1) Common law negligence
- It will not be often that an interim payment can be made with respect to a claim in negligence at common law. It may be obvious that the defendant owes a duty to the claimant but it will not always be obvious that he was in breach of his duty because that will depend on the facts. There is no evidence that either defendant did not train Mr Berry or assume correctly that the other had done so; nor is there any evidence that they ought to have known he was going into an unsafe environment. Normally an employee will not be content, in any event, to rely on negligence pure and simple but will wish to rely (as Mr Berry does) on a failure on the part of an employer to comply with his non-delegable duty to take all reasonable steps to provide a safe place to work and a safe system of work.
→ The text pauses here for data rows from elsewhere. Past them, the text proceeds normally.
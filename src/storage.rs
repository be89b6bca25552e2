// Copyright (c) 2026 Bountyy Oy. All rights reserved.
// This software is proprietary and confidential.

/**
 * Bountyy Oy - Artifact Object Store
 * MinIO (S3 wire protocol) adapter: SigV4-signed requests over reqwest
 *
 * @copyright 2026 Bountyy Oy
 * @license Proprietary - Enterprise Edition
 */

use chrono::Utc;
use hmac::{Hmac, Mac};
use once_cell::sync::Lazy;
use regex::Regex;
use reqwest::Client;
use sha2::{Digest, Sha256};
use std::time::Duration;
use tracing::{debug, info, warn};

use crate::config::StorageConfig;
use crate::errors::{ScannerResult, StorageError};

type HmacSha256 = Hmac<Sha256>;

static LIST_KEY_REGEX: Lazy<Regex> =
    Lazy::new(|| Regex::new(r"<Key>([^<]+)</Key>").expect("Invalid LIST_KEY_REGEX"));

const REQUEST_TIMEOUT: Duration = Duration::from_secs(30);

fn sha256_hex(data: &[u8]) -> String {
    let mut hasher = Sha256::new();
    hasher.update(data);
    hex_encode(&hasher.finalize())
}

fn hex_encode(bytes: &[u8]) -> String {
    bytes.iter().map(|b| format!("{:02x}", b)).collect()
}

fn hmac_sha256(key: &[u8], data: &[u8]) -> Vec<u8> {
    let mut mac = HmacSha256::new_from_slice(key).expect("HMAC accepts any key length");
    mac.update(data);
    mac.finalize().into_bytes().to_vec()
}

/// Percent-encode one path segment per the SigV4 canonical URI rules.
fn uri_encode_segment(segment: &str) -> String {
    let mut out = String::with_capacity(segment.len());
    for byte in segment.bytes() {
        match byte {
            b'A'..=b'Z' | b'a'..=b'z' | b'0'..=b'9' | b'-' | b'.' | b'_' | b'~' => {
                out.push(byte as char)
            }
            _ => out.push_str(&format!("%{:02X}", byte)),
        }
    }
    out
}

fn encode_key_path(key: &str) -> String {
    key.split('/')
        .map(uri_encode_segment)
        .collect::<Vec<_>>()
        .join("/")
}

/// Object-store client for scan artifacts.
///
/// Keys follow `scans/{scanId}/...`; deleting a scan removes the whole prefix
/// best-effort before the database cascade.
#[derive(Clone)]
pub struct ArtifactStore {
    client: Client,
    endpoint: String,
    bucket: String,
    region: String,
    access_key: String,
    secret_key: String,
}

impl ArtifactStore {
    pub fn new(config: &StorageConfig) -> ScannerResult<Self> {
        let client = Client::builder()
            .timeout(REQUEST_TIMEOUT)
            .build()
            .map_err(|e| StorageError::Other(format!("Failed to build HTTP client: {}", e)))?;

        Ok(Self {
            client,
            endpoint: config.endpoint.trim_end_matches('/').to_string(),
            bucket: config.bucket.clone(),
            region: config.region.clone(),
            access_key: config.access_key.clone(),
            secret_key: config.secret_key.clone(),
        })
    }

    fn host(&self) -> String {
        self.endpoint
            .trim_start_matches("http://")
            .trim_start_matches("https://")
            .to_string()
    }

    /// Build the SigV4 Authorization header plus the amz headers for one request.
    fn sign(
        &self,
        method: &str,
        canonical_path: &str,
        canonical_query: &str,
        payload_hash: &str,
    ) -> Vec<(String, String)> {
        let now = Utc::now();
        let amz_date = now.format("%Y%m%dT%H%M%SZ").to_string();
        let date_stamp = now.format("%Y%m%d").to_string();
        let host = self.host();

        let canonical_headers = format!(
            "host:{}\nx-amz-content-sha256:{}\nx-amz-date:{}\n",
            host, payload_hash, amz_date
        );
        let signed_headers = "host;x-amz-content-sha256;x-amz-date";

        let canonical_request = format!(
            "{}\n{}\n{}\n{}\n{}\n{}",
            method, canonical_path, canonical_query, canonical_headers, signed_headers, payload_hash
        );

        let credential_scope = format!("{}/{}/s3/aws4_request", date_stamp, self.region);
        let string_to_sign = format!(
            "AWS4-HMAC-SHA256\n{}\n{}\n{}",
            amz_date,
            credential_scope,
            sha256_hex(canonical_request.as_bytes())
        );

        let k_date = hmac_sha256(
            format!("AWS4{}", self.secret_key).as_bytes(),
            date_stamp.as_bytes(),
        );
        let k_region = hmac_sha256(&k_date, self.region.as_bytes());
        let k_service = hmac_sha256(&k_region, b"s3");
        let k_signing = hmac_sha256(&k_service, b"aws4_request");
        let signature = hex_encode(&hmac_sha256(&k_signing, string_to_sign.as_bytes()));

        let authorization = format!(
            "AWS4-HMAC-SHA256 Credential={}/{}, SignedHeaders={}, Signature={}",
            self.access_key, credential_scope, signed_headers, signature
        );

        vec![
            ("authorization".to_string(), authorization),
            ("x-amz-date".to_string(), amz_date),
            ("x-amz-content-sha256".to_string(), payload_hash.to_string()),
        ]
    }

    async fn request(
        &self,
        method: reqwest::Method,
        key_path: &str,
        query: &str,
        body: Option<Vec<u8>>,
        content_type: Option<&str>,
    ) -> ScannerResult<reqwest::Response> {
        let canonical_path = format!("/{}{}", self.bucket, key_path);
        let payload_hash = sha256_hex(body.as_deref().unwrap_or(&[]));
        let headers = self.sign(method.as_str(), &canonical_path, query, &payload_hash);

        let mut url = format!("{}{}", self.endpoint, canonical_path);
        if !query.is_empty() {
            url.push('?');
            url.push_str(query);
        }

        let mut request = self.client.request(method, &url);
        for (name, value) in headers {
            request = request.header(name, value);
        }
        if let Some(ct) = content_type {
            request = request.header("content-type", ct);
        }
        if let Some(body) = body {
            request = request.body(body);
        }

        Ok(request.send().await?)
    }

    /// Create the bucket if missing. 409 means it already exists.
    pub async fn ensure_bucket(&self) -> ScannerResult<()> {
        let response = self
            .request(reqwest::Method::PUT, "", "", None, None)
            .await?;
        match response.status().as_u16() {
            200 | 409 => {
                info!(bucket = %self.bucket, "Artifact bucket ready");
                Ok(())
            }
            status => Err(StorageError::UnexpectedStatus {
                status,
                key: self.bucket.clone(),
            }
            .into()),
        }
    }

    pub async fn put_object(
        &self,
        key: &str,
        data: Vec<u8>,
        content_type: &str,
    ) -> ScannerResult<()> {
        let path = format!("/{}", encode_key_path(key));
        let size = data.len();
        let response = self
            .request(reqwest::Method::PUT, &path, "", Some(data), Some(content_type))
            .await?;

        if response.status().is_success() {
            debug!(key, size, "Artifact stored");
            Ok(())
        } else {
            Err(StorageError::UnexpectedStatus {
                status: response.status().as_u16(),
                key: key.to_string(),
            }
            .into())
        }
    }

    pub async fn get_object(&self, key: &str) -> ScannerResult<Vec<u8>> {
        let path = format!("/{}", encode_key_path(key));
        let response = self
            .request(reqwest::Method::GET, &path, "", None, None)
            .await?;

        match response.status().as_u16() {
            200 => Ok(response.bytes().await?.to_vec()),
            404 => Err(StorageError::ObjectNotFound {
                key: key.to_string(),
            }
            .into()),
            status => Err(StorageError::UnexpectedStatus {
                status,
                key: key.to_string(),
            }
            .into()),
        }
    }

    pub async fn delete_object(&self, key: &str) -> ScannerResult<()> {
        let path = format!("/{}", encode_key_path(key));
        let response = self
            .request(reqwest::Method::DELETE, &path, "", None, None)
            .await?;

        // S3 DELETE is idempotent: 204 for both present and absent keys.
        if response.status().is_success() || response.status().as_u16() == 404 {
            Ok(())
        } else {
            Err(StorageError::UnexpectedStatus {
                status: response.status().as_u16(),
                key: key.to_string(),
            }
            .into())
        }
    }

    /// List object keys under a prefix (single page, up to 1000 keys).
    pub async fn list_prefix(&self, prefix: &str) -> ScannerResult<Vec<String>> {
        // Canonical query string must be sorted; these two keys already are.
        // The signed string and the sent URL must match byte for byte.
        let query = format!("list-type=2&prefix={}", uri_encode_segment(prefix));

        let response = self
            .request(reqwest::Method::GET, "", &query, None, None)
            .await?;

        if !response.status().is_success() {
            return Err(StorageError::UnexpectedStatus {
                status: response.status().as_u16(),
                key: prefix.to_string(),
            }
            .into());
        }

        let body = response.text().await?;
        Ok(LIST_KEY_REGEX
            .captures_iter(&body)
            .filter_map(|caps| caps.get(1).map(|m| m.as_str().to_string()))
            .collect())
    }

    /// Delete every object under a prefix. Best-effort: individual failures
    /// are logged and skipped.
    pub async fn delete_prefix(&self, prefix: &str) -> ScannerResult<usize> {
        let keys = self.list_prefix(prefix).await?;
        let mut deleted = 0;

        for key in &keys {
            match self.delete_object(key).await {
                Ok(()) => deleted += 1,
                Err(e) => warn!(key, error = %e, "Artifact delete failed"),
            }
        }

        info!(prefix, deleted, total = keys.len(), "Artifact prefix purge");
        Ok(deleted)
    }

    /// Health probe: HEAD the bucket.
    pub async fn ping(&self) -> ScannerResult<()> {
        let response = self
            .request(reqwest::Method::HEAD, "", "", None, None)
            .await?;
        if response.status().is_success() {
            Ok(())
        } else {
            Err(StorageError::UnexpectedStatus {
                status: response.status().as_u16(),
                key: self.bucket.clone(),
            }
            .into())
        }
    }
}

/// Object-store key layout for one scan's artifacts.
pub mod keys {
    pub fn dom_snapshot(scan_id: &str) -> String {
        format!("scans/{}/dom-snapshot.html", scan_id)
    }

    pub fn external_script(scan_id: &str, index: usize) -> String {
        format!("scans/{}/scripts/external-script-{}.js", scan_id, index)
    }

    pub fn source_map(scan_id: &str, index: usize) -> String {
        format!("scans/{}/sourcemaps/source-map-{}.map", scan_id, index)
    }

    pub fn screenshot(scan_id: &str) -> String {
        format!("scans/{}/screenshot.png", scan_id)
    }

    pub fn network_trace(scan_id: &str) -> String {
        format!("scans/{}/network-trace.json", scan_id)
    }

    pub fn scan_prefix(scan_id: &str) -> String {
        format!("scans/{}/", scan_id)
    }
}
2) Failure to provide a safe place and system of work
- An employer's liability under this heading can be obvious if an employee suffers an injury at a place of work owned, occupied or controlled by his employer e.g. a factory or an office. But problems begin to arise when the place where the accident happened is not under the control of the employer, as is the position in this case. Neither Star Autos nor Ashtead were present at or exercised any control over the Lowther Deer Park where the music festival was due to take place. The law is set out in Clerk & Lindsell (Torts) 20th ed. (2010) para 13-13 under the heading "Distant places of work".
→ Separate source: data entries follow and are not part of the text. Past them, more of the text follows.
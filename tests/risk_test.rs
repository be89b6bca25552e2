// Copyright (c) 2026 Bountyy Oy. All rights reserved.
// This software is proprietary and confidential.

/**
 * Bountyy Oy - Risk Scoring Tests
 * Known-value scenarios and monotonicity properties
 *
 * @copyright 2026 Bountyy Oy
 * @license Proprietary
 */

use shieldeye::risk::{
    calculate_advanced_library_risk, calculate_global_risk, calculate_library_risk, get_risk_level,
};
use shieldeye::types::{FindingType, RiskLevel, Severity, Vulnerability};

fn advisory(id: &str, severity: Severity, cvss: f64) -> Vulnerability {
    Vulnerability {
        id: id.to_string(),
        title: format!("{} advisory", id),
        description: String::new(),
        severity,
        cvss_score: Some(cvss),
        references: Vec::new(),
    }
}

#[test]
fn jquery_with_one_critical_advisory_scores_93() {
    // jquery@1.12.4, one critical advisory (CVSS 9.8), confidence 80:
    // 9.8*10 * 0.8 + 15*1 = 93.4 -> 93 (+-1 for rounding)
    let vulns = vec![advisory("GHSA-critical", Severity::Critical, 9.8)];
    let score = calculate_library_risk(&vulns, 80, false);
    assert!((92..=94).contains(&score), "expected ~93, got {}", score);
}

#[test]
fn adding_any_vulnerability_never_lowers_library_risk() {
    let severities = [
        Severity::Low,
        Severity::Moderate,
        Severity::High,
        Severity::Critical,
    ];
    let cvss = [1.0, 5.0, 7.5, 9.9];

    let mut vulns = vec![advisory("base", Severity::Moderate, 5.5)];
    let mut previous = calculate_library_risk(&vulns, 85, false);

    for (index, (severity, score)) in severities.iter().zip(cvss.iter()).enumerate() {
        vulns.push(advisory(&format!("extra-{}", index), *severity, *score));
        let current = calculate_library_risk(&vulns, 85, false);
        assert!(
            current >= previous,
            "risk dropped from {} to {} after adding {:?}",
            previous,
            current,
            severity
        );
        previous = current;
    }
}

#[test]
fn adding_critical_findings_never_lowers_global_risk() {
    let risks = vec![35, 62, 78];
    let mut previous = calculate_global_risk(&risks, 0);
    for criticals in 1..=5 {
        let current = calculate_global_risk(&risks, criticals);
        assert!(current >= previous);
        previous = current;
    }
}

#[test]
fn global_risk_known_value() {
    // max=80, avg=(80+20)/2=50, one library >=70:
    // 0.4*80 + 0.3*50 + 5*1 = 52
    assert_eq!(calculate_global_risk(&[80, 20], 0), 52);
}

#[test]
fn global_risk_clamps_at_100() {
    assert_eq!(calculate_global_risk(&[100, 100], 12), 100);
}

#[test]
fn empty_inputs_score_zero() {
    assert_eq!(calculate_library_risk(&[], 100, true), 0);
    assert_eq!(calculate_global_risk(&[], 0), 0);
}

#[test]
fn risk_level_boundaries() {
    assert_eq!(get_risk_level(100), RiskLevel::Critical);
    assert_eq!(get_risk_level(80), RiskLevel::Critical);
    assert_eq!(get_risk_level(79), RiskLevel::High);
    assert_eq!(get_risk_level(60), RiskLevel::High);
    assert_eq!(get_risk_level(59), RiskLevel::Moderate);
    assert_eq!(get_risk_level(30), RiskLevel::Moderate);
    assert_eq!(get_risk_level(29), RiskLevel::Low);
    assert_eq!(get_risk_level(0), RiskLevel::Low);
}

#[test]
fn advanced_scoring_orders_by_exposure() {
    let vulns = vec![advisory("GHSA-high", Severity::High, 7.5)];

    let clean = calculate_advanced_library_risk("customlib", &vulns, 90, &[], None);
    let with_eval = calculate_advanced_library_risk(
        "customlib",
        &vulns,
        90,
        &[FindingType::EvalUsage],
        None,
    );
    let with_eval_and_token = calculate_advanced_library_risk(
        "customlib",
        &vulns,
        90,
        &[FindingType::EvalUsage, FindingType::HardcodedToken],
        None,
    );

    assert!(with_eval > clean);
    assert!(with_eval_and_token > with_eval);
}

#[test]
fn advanced_scoring_discounts_popular_and_inflates_stale() {
    let vulns = vec![advisory("GHSA-x", Severity::High, 8.0)];

    let popular = calculate_advanced_library_risk("react", &vulns, 100, &[], None);
    let unknown = calculate_advanced_library_risk("unmaintained-widget", &vulns, 100, &[], None);
    assert!(popular < unknown);

    let fresh = calculate_advanced_library_risk("lib", &vulns, 100, &[], Some(100));
    let stale = calculate_advanced_library_risk("lib", &vulns, 100, &[], Some(400));
    assert!(stale > fresh);
}

#[test]
fn low_confidence_discounts_advanced_score() {
    let vulns = vec![advisory("GHSA-y", Severity::High, 7.0)];
    let confident = calculate_advanced_library_risk("lib", &vulns, 100, &[], None);
    let unsure = calculate_advanced_library_risk("lib", &vulns, 40, &[], None);
    assert!(unsure < confident);
}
"The fact that the place of work is not under the control of the employer is only one factor in deciding whether the obligation to provide a safe place of work has been discharged. Although generally an employer owes no duty to employees as to the safety of the premises occupied by another, it will have to provide a system of work suitable for those premises. For example, window cleaning firms are not bound to inspect the premises of those whose windows they clean before sending men to clean them, but they must be taken to know that window sashes may move unexpectedly and should give instructions and provide any necessary implements accordingly."
This is supported by both Smith v Austin Lifts [1959] 1 WLR 100, and Cook v Square D Ltd [1992] ICR 262. In the first case Lord Denning said (page 117):-
"Notwithstanding what was said in Taylor v Sims & Sims (1942) 167 L.T. 414 it has since been held, I think rightly, that employers who send their workmen to work on the premises of others cannot renounce all responsibility for their safety. The employers still have an overriding duty to take reasonable care not to expose their men to unnecessary risk. They must, for instance, take reasonable care to devise a safe system of work, see General Cleaning Contractors Ltd v Christmas [1953] A.C. 180: and if they know or ought to know of a danger on the premises to which they send their men, they ought to take reasonable care to safeguard them from it. What is reasonable care depends, of course, on the circumstances, see Wilson v Tyneside Window Cleaning Co. [1958] 2 QB 110."
In the second case, Farquharson LJ said (pages 268-9):-
"It is clear that in determining an employer's responsibility one has to look at all the circumstances of the case, including the place where the work is to be done, the nature of the building on the site concerned (if there is a building), the experience of the employee who is so despatched to work at such a site, the nature of the work he is required to carry out, the degree of control that the employer can reasonably exercise in the circumstances, and the employer's own knowledge of the defective state of the premises, as referred to in that last passage of the speech of Lord Denning.
There is no doubt that it is an employer's duty to take all reasonable steps to ensure the safety of his employees in the course of their employment. That has been said again and again, including those cases which I have just cited. There is also no doubt that the duty cannot be delegated, but the authorities show that the considerations which I have just summarised must be taken into account when the employee is injured on premises in the occupation of a third party. As was pointed out in Wilson's case, it depends on what is reasonable in all the circumstances."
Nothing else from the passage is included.